Following her death in 1982 from lung cancer, the late libertarian scholar Roy A. Childs wrote that tracing Rand’s influence on the libertarian movement was “rather like trying to sort out the effects of Christianity on Western Civilization.” Rand’s former secretary Robert Hessen gave the New York Times this explanation for her profound impact:
There were lots of defenses of capitalism versus socialism when Atlas came out in the 1950s, but they were mostly “bathtub economics” — you know, capitalism is superior because it is more efficient and it makes bigger and better bathtubs than the Soviet system. She provided a moral defense that had an electrifying effect on people who had never heard capitalism defended in other than technological terms. She made it clear that a free society is also a productive society, but what matters is individual freedom.
Rand’s influence has continued to grow over the last two decades. Her work has inspired scholarly publications, such as the Journal of Ayn Rand Studies, organizations devoted to her ideas, such as The Objectivist Center and Ayn Rand Institute, and a plethora of college groups.

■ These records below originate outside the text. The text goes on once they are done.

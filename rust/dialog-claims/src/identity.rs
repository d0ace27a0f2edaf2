//! Claim sets derived from host security principals.

use std::fmt::{Debug, Display, Formatter};
use std::sync::Arc;
use std::time::SystemTime;

use dialog_principal::NativePrincipal;
use parking_lot::{Condvar, Mutex, MutexGuard};

use crate::{
    Claim, ClaimIter, ClaimSet, ClaimSetError, ClaimSetExt, ClaimSetSettings, ClaimType,
    GroupResolver, Issuer, ResolutionFailure, Right, well_known,
};

/// Claim types an identity claim set can ever contain.
const SUPPORTED_CLAIM_TYPES: [ClaimType; 4] = [
    ClaimType::Sid,
    ClaimType::WindowsSid,
    ClaimType::Name,
    ClaimType::Role,
];

/// How a claim set comes to own its principal.
#[derive(Debug)]
pub enum Ownership<'a, P> {
    /// Take over the caller's principal; the claim set releases it.
    Adopt(P),
    /// Duplicate the caller's principal; the caller keeps and releases the
    /// original, the claim set releases the duplicate.
    Duplicate(&'a P),
}

enum Materialization {
    Uninitialized,
    Computing,
    Ready(Arc<Vec<Claim>>),
}

impl Materialization {
    fn label(&self) -> &'static str {
        match self {
            Materialization::Uninitialized => "uninitialized",
            Materialization::Computing => "computing",
            Materialization::Ready(_) => "ready",
        }
    }
}

struct State<P> {
    /// `None` once disposed.
    principal: Option<Arc<P>>,
    claims: Materialization,
    failures: Vec<ResolutionFailure>,
}

/// A claim set describing a host security principal.
///
/// Claims are derived on first access and cached: the account SID, its
/// translated form when the account identifier is a well-formed account SID,
/// the display name, and (unless disabled) one role per resolved group. The
/// set owns its principal and releases it on [`IdentityClaimSet::dispose`] or
/// when dropped, whichever comes first.
pub struct IdentityClaimSet<P: NativePrincipal> {
    state: Mutex<State<P>>,
    ready: Condvar,
    authentication_type: Option<String>,
    include_groups: bool,
    expiration_time: SystemTime,
    resolver: GroupResolver,
}

/// Builder for [`IdentityClaimSet`].
pub struct IdentityClaimSetBuilder<'a, P> {
    principal: Option<Ownership<'a, P>>,
    authentication_type: Option<String>,
    expiration_time: Option<SystemTime>,
    claims: Option<Vec<Claim>>,
    resolver: Option<GroupResolver>,
    settings: ClaimSetSettings,
}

Rand herself has been posthumously prolific: the last two decades have seen the publication of the compilation Philosophy: Who Needs It , excerpts from her journals, selected letters, informal lectures on fiction writing, and even a collection of her marginal notes from books in her library.
Jerome Tuccille’s lighthearted history of the conservative and libertarian movements of the 1960s is aptly titled It Usually Begins with Ayn Rand . Many, and perhaps most, future libertarians first encountered libertarian ideas through Rand’s novels, whether they ultimately accepted her Objectivist philosophy or not. Her enormous contribution to the growth of libertarianism — a term she herself rejected — was not, in the end, her philosophical arguments for a free society, but rather the literary vision she presented of that society and of the kind of person best suited to it. Her message was personal no less than political, and her readers inspired not only by her depiction of the benefits of political liberty, but of the nobility of the free individual life.